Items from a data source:
+===+

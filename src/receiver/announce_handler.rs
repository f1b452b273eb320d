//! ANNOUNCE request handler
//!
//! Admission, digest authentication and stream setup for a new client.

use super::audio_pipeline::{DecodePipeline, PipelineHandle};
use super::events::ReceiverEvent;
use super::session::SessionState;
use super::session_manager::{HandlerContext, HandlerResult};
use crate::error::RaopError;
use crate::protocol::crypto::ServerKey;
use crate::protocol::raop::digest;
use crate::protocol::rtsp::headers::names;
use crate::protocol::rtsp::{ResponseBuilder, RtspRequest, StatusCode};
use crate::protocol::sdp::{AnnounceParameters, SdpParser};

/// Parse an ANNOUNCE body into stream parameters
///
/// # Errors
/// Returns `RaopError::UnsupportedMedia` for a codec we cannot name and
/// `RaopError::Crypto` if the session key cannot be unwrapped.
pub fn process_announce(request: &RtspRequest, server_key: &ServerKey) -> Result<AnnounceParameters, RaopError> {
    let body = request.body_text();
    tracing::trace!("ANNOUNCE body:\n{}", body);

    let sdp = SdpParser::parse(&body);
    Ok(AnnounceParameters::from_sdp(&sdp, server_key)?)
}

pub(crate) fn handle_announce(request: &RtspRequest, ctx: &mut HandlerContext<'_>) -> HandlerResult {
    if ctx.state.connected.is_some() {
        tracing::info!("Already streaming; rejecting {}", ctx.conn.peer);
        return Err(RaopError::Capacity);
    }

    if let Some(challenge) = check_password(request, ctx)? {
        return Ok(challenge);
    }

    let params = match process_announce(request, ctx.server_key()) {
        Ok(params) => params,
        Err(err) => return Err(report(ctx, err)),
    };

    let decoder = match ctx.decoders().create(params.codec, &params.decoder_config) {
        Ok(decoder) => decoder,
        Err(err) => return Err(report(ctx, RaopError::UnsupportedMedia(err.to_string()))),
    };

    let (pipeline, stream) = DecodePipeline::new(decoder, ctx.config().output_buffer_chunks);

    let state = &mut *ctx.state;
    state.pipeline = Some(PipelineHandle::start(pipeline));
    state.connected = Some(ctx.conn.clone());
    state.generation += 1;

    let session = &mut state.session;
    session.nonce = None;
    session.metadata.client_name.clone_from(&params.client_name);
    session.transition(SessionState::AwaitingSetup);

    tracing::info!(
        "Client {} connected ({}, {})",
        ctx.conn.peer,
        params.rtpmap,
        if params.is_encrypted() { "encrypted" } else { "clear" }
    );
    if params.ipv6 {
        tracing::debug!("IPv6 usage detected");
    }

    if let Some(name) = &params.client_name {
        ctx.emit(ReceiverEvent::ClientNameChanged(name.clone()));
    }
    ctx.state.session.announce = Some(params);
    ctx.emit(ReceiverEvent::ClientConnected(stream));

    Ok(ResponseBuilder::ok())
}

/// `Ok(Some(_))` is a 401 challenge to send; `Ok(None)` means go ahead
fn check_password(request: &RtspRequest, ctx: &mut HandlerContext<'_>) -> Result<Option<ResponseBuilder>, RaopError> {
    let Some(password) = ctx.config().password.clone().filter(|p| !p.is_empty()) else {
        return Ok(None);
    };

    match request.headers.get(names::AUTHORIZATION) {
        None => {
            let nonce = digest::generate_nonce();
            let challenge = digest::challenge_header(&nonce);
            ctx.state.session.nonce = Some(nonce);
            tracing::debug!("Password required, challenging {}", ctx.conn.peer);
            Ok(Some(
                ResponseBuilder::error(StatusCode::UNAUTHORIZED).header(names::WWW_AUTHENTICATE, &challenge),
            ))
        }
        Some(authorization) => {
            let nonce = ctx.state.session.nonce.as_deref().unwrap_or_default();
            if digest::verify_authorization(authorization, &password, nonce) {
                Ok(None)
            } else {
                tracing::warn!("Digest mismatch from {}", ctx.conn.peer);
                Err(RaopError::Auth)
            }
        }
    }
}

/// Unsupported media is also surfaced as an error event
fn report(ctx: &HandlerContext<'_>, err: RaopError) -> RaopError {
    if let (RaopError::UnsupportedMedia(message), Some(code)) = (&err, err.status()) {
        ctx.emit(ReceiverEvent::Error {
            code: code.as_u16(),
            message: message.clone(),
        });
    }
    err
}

+===+

Assignment:
Count the lines of the data above where the string "body" shows up; reply with the number only.

Output below:
4